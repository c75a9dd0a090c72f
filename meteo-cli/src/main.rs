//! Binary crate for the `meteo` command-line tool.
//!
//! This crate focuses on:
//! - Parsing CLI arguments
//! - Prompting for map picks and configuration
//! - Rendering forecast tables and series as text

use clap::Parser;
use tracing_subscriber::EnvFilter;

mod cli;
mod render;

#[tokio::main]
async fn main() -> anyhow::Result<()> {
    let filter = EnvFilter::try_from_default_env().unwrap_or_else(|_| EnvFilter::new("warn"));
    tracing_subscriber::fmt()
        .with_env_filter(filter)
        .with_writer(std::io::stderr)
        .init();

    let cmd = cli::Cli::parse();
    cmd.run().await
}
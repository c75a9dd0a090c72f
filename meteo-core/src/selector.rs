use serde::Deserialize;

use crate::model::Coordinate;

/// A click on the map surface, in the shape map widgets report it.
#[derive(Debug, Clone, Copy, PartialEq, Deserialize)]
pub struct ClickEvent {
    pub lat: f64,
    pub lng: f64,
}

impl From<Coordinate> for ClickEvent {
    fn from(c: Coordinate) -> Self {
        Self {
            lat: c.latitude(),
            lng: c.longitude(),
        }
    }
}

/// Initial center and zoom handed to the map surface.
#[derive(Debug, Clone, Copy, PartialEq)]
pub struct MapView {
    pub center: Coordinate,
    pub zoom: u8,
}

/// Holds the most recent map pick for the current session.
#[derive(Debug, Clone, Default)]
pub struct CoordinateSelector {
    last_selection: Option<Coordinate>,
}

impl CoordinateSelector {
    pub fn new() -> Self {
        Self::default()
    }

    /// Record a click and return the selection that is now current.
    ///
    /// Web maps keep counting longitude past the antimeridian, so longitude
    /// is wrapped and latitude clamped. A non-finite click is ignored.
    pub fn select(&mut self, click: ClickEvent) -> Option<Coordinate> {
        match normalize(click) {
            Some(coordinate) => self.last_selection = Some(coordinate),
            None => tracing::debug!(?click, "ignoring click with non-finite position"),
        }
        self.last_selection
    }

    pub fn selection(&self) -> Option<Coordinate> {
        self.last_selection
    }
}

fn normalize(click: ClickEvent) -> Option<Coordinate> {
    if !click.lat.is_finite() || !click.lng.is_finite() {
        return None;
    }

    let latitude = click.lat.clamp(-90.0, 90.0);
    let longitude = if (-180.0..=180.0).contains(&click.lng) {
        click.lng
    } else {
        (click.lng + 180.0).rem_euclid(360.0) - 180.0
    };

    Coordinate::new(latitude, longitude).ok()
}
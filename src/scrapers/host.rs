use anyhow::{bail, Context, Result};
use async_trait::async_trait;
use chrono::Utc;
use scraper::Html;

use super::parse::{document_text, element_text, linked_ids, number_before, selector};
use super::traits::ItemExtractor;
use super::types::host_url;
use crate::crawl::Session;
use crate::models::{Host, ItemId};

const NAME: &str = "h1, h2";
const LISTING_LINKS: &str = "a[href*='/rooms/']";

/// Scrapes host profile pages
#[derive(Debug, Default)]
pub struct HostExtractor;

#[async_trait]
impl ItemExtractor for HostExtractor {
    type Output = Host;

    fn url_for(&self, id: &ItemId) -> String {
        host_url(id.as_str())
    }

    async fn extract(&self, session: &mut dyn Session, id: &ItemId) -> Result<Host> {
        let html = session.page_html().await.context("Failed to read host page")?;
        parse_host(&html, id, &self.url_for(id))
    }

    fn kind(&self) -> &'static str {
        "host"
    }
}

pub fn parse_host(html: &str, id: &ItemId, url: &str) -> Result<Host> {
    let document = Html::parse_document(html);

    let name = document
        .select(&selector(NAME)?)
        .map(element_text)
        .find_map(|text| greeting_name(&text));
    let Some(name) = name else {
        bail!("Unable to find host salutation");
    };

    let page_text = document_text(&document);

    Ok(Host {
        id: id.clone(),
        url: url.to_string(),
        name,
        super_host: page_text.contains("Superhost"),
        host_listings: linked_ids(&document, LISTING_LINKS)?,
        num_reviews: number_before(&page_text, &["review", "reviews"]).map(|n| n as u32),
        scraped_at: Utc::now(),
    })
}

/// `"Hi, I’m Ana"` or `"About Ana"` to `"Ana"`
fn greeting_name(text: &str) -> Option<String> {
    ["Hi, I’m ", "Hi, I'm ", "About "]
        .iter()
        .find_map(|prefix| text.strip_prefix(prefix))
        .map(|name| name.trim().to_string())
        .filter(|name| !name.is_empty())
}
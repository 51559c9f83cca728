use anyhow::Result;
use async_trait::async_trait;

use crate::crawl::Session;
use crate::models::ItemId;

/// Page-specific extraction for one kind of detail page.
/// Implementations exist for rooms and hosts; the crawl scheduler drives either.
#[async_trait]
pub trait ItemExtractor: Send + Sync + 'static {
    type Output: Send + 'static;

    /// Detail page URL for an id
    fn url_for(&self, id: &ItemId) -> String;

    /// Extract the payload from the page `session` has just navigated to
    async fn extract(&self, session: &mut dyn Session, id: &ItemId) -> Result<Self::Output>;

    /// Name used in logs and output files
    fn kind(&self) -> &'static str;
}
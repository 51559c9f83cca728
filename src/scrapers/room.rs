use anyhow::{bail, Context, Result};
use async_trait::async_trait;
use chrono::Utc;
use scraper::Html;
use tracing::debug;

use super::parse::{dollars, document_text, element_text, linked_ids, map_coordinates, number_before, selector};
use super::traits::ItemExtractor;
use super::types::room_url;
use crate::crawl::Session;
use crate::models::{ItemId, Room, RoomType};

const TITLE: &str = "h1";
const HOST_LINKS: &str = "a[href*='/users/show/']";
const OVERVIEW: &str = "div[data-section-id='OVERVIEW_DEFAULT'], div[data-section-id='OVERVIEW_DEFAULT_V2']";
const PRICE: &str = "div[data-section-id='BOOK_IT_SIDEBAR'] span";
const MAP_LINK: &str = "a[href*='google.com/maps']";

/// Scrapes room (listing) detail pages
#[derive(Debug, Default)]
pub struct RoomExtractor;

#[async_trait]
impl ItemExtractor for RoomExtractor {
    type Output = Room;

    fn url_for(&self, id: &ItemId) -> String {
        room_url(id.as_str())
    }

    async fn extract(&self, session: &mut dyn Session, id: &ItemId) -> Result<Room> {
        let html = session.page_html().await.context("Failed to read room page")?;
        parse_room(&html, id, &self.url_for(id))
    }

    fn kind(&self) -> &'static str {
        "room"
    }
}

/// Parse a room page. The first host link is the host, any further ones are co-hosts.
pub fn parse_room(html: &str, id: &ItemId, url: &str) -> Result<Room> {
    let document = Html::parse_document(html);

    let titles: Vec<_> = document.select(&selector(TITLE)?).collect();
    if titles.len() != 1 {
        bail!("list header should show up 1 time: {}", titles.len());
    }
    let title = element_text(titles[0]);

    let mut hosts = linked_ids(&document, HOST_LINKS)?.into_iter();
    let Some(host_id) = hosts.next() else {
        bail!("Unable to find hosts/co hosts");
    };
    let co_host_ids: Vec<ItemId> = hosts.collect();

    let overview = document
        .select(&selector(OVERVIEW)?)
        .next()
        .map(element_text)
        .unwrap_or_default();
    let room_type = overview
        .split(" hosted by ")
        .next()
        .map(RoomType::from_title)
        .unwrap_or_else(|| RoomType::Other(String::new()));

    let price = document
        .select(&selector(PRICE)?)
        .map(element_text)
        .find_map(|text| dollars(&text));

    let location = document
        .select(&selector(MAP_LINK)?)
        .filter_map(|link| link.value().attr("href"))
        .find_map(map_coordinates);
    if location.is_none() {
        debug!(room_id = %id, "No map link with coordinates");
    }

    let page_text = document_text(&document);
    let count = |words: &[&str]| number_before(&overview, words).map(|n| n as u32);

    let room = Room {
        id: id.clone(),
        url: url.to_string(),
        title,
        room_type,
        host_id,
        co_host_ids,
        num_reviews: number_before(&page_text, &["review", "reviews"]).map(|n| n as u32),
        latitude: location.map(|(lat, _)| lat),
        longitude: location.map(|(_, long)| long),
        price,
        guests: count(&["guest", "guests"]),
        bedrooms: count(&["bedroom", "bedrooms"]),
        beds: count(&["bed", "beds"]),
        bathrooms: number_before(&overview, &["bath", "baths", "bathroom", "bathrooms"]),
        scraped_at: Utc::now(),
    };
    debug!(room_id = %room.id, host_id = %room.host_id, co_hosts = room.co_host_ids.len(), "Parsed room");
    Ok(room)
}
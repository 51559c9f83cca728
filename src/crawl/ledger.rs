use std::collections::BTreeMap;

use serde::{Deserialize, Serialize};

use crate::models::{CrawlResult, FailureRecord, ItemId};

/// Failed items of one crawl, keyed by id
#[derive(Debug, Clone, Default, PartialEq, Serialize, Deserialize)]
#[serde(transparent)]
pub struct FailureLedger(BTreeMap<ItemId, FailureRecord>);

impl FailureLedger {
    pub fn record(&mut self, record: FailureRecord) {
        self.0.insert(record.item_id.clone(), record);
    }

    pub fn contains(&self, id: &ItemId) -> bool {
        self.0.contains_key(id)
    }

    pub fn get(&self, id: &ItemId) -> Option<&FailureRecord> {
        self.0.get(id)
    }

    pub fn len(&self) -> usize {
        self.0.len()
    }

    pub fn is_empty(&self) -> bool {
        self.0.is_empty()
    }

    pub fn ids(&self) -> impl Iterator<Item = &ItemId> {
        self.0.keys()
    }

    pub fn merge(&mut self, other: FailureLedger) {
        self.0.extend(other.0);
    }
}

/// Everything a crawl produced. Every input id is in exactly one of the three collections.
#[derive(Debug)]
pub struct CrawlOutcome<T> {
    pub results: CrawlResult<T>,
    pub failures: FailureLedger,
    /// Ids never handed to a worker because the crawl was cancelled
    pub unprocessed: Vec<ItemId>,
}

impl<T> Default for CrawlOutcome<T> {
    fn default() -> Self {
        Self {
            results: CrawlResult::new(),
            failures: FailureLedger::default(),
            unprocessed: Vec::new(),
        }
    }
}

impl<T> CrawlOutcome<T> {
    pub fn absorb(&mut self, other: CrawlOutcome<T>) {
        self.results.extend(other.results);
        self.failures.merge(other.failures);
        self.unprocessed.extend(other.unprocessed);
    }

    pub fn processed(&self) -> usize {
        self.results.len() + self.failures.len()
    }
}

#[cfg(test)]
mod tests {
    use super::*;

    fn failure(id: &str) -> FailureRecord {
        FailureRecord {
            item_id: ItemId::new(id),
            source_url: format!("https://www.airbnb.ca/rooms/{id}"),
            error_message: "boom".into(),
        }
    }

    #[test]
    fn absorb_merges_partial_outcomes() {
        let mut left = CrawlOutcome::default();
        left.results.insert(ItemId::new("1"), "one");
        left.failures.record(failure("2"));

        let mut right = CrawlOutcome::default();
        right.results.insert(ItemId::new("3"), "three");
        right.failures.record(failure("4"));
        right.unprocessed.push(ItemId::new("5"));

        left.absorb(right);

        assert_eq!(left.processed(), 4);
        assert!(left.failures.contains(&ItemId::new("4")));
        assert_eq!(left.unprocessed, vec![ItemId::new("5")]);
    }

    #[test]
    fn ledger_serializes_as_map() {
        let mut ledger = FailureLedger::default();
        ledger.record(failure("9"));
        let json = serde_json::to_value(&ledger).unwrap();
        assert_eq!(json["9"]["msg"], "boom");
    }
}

- **The task**
The expected output is each line of the records above that includes the word "three".

- **Answer to the exercise**
/// Everything a crawl produced. Every input id is in exactly one of the three collections.
        right.results.insert(ItemId::new("3"), "three");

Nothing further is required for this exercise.